Arguments and Analysis
[17]
As stated before, the Applicants challenged the Officer’s decision on various grounds before this Court. The finding on the establishment of the Applicants was defective to the point of making the decision unreasonable; the same is said of the assessment of the country conditions in Nigeria; as for the best interests of the children, the Applicants raise that the decision maker did not give sufficient weight to their establishment in Canada. Furthermore, it is not enough to state that one is alive, alert and attentive to the children’s interest. The “decision must show how the agent is being sensible [sic] to the children situation and how the agent is considering their best interest”
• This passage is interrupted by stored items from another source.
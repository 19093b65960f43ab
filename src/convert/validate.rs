//! Soft validation: flag `mj-*` elements that MJML does not register.

use std::fmt;

use once_cell::sync::Lazy;
use regex::Regex;

static ELEMENT_OPEN: Lazy<Regex> =
    Lazy::new(|| Regex::new(r"<(mj-[A-Za-z0-9_-]+)").expect("element pattern compiles"));
static COMMENT: Lazy<Regex> =
    Lazy::new(|| Regex::new(r"(?s)<!--.*?-->").expect("comment pattern compiles"));

/// Every component and head element known to MJML.
const REGISTERED_ELEMENTS: &[&str] = &[
    "mj-accordion",
    "mj-accordion-element",
    "mj-accordion-text",
    "mj-accordion-title",
    "mj-all",
    "mj-attributes",
    "mj-body",
    "mj-breakpoint",
    "mj-button",
    "mj-carousel",
    "mj-carousel-image",
    "mj-class",
    "mj-column",
    "mj-divider",
    "mj-font",
    "mj-group",
    "mj-head",
    "mj-hero",
    "mj-html-attribute",
    "mj-html-attributes",
    "mj-image",
    "mj-include",
    "mj-navbar",
    "mj-navbar-link",
    "mj-preview",
    "mj-raw",
    "mj-section",
    "mj-selector",
    "mj-social",
    "mj-social-element",
    "mj-spacer",
    "mj-style",
    "mj-table",
    "mj-text",
    "mj-title",
    "mj-wrapper",
];

/// An `mj-*` element the compiler will not treat as a component.
#[derive(Debug, Clone, PartialEq, Eq)]
pub struct UnknownElement {
    pub name: String,
    /// One-based source line of the opening tag.
    pub line: usize,
}

impl fmt::Display for UnknownElement {
    fn fmt(&self, f: &mut fmt::Formatter<'_>) -> fmt::Result {
        write!(
            f,
            "Line {}: element <{}> doesn't exist or is not registered",
            self.line, self.name
        )
    }
}

pub fn is_registered_element(name: &str) -> bool {
    REGISTERED_ELEMENTS.binary_search(&name).is_ok()
}

/// Scan `source` for unregistered `mj-*` opening tags, in source order.
///
/// Tags inside XML comments are ignored.
pub fn unknown_elements(source: &str) -> Vec<UnknownElement> {
    let masked = mask_comments(source);
    ELEMENT_OPEN
        .captures_iter(&masked)
        .filter_map(|caps| {
            let name = caps.get(1)?;
            if is_registered_element(name.as_str()) {
                return None;
            }
            let line = masked[..name.start()].matches('\n').count() + 1;
            Some(UnknownElement {
                name: name.as_str().to_string(),
                line,
            })
        })
        .collect()
}

// Blank out comments but keep their newlines so line numbers stay true.
fn mask_comments(source: &str) -> String {
    let mut masked = String::with_capacity(source.len());
    let mut last = 0;
    for comment in COMMENT.find_iter(source) {
        masked.push_str(&source[last..comment.start()]);
        masked.extend(
            comment
                .as_str()
                .chars()
                .map(|c| if c == '\n' { '\n' } else { ' ' }),
        );
        last = comment.end();
    }
    masked.push_str(&source[last..]);
    masked
}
(Applicants’ memorandum of fact and law, para 35).
[18]
At times, it appeared that the Applicants were in effect merely disagreeing with the assessment of the evidence made by the decision maker. The Supreme Court in Canada (Minister of Citizenship and Immigration) v Vavilov, 2019 SCC 65 [Vavilov] stated emphatically that “(i)t is trite law that the decision maker may assess and evaluate the evidence before it and that, absent exceptional circumstances, a reviewing court will not interfere with its factual findings. The reviewing court must refrain from “reweighing and reassessing the evidence considered by the decision maker””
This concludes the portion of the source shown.